## [Instructions to follow]
Only the count should appear in your answer: how many lines of the data below contain the word "bool"?

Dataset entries
======

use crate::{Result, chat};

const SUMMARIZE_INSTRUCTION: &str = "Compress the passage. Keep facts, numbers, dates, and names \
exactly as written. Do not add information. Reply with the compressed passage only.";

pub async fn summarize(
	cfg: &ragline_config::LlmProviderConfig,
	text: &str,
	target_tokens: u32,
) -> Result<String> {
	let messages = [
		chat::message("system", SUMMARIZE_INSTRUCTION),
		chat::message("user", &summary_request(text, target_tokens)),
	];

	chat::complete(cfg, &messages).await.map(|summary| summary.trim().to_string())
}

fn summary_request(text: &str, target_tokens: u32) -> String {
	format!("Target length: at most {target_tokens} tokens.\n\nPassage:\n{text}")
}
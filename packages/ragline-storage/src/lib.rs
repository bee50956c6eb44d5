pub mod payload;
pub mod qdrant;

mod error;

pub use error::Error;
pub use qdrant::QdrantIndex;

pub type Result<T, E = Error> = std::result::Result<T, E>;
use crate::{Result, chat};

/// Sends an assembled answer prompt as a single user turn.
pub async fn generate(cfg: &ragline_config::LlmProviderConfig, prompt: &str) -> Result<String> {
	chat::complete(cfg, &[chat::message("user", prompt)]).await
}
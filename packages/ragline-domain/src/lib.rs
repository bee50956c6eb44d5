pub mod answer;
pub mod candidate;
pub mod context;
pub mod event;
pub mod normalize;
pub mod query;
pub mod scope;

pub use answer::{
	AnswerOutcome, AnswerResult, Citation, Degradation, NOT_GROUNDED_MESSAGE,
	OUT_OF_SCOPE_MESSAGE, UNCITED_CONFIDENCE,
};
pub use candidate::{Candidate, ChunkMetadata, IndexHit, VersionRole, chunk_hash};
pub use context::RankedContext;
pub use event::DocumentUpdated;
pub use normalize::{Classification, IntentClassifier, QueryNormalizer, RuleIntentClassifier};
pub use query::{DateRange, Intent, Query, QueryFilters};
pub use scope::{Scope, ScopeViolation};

======

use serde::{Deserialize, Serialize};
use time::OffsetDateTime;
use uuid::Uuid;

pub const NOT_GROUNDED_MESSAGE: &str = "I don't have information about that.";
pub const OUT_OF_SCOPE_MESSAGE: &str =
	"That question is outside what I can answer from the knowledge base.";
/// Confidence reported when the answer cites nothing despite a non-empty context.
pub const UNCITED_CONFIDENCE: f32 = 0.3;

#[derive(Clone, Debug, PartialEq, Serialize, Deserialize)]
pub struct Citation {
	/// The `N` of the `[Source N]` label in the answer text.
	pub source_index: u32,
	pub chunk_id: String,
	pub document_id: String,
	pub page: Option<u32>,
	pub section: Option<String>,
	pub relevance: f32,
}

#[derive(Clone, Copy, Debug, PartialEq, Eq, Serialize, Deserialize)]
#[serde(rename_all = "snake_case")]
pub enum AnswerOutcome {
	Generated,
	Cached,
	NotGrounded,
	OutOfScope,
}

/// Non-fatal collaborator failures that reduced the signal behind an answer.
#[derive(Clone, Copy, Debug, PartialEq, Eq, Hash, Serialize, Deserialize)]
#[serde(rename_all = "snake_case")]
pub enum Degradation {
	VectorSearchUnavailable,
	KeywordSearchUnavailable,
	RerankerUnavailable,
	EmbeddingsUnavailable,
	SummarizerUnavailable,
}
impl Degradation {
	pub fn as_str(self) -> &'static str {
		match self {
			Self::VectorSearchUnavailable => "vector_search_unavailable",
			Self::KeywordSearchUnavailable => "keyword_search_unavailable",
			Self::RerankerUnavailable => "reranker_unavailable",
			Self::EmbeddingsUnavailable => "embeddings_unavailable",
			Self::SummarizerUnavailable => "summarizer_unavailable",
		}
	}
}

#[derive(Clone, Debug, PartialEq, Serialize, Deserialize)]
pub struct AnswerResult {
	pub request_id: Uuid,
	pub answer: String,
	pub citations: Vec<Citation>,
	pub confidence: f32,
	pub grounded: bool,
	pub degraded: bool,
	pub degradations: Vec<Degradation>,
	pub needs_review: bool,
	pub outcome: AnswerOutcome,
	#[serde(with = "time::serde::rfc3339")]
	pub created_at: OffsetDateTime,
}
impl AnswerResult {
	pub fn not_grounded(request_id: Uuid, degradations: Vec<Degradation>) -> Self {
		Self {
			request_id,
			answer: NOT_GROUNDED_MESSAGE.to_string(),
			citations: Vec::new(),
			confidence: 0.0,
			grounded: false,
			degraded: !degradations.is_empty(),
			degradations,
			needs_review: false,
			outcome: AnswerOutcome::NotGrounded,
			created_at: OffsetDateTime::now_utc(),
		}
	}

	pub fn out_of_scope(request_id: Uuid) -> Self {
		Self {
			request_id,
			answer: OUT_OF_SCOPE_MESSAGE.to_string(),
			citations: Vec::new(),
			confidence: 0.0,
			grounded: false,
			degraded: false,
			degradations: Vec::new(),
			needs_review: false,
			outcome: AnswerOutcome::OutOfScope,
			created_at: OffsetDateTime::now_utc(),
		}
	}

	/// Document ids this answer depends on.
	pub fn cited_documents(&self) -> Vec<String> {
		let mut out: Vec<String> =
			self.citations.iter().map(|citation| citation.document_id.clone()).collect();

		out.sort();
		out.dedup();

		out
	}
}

======

## [Solution to the problem]
3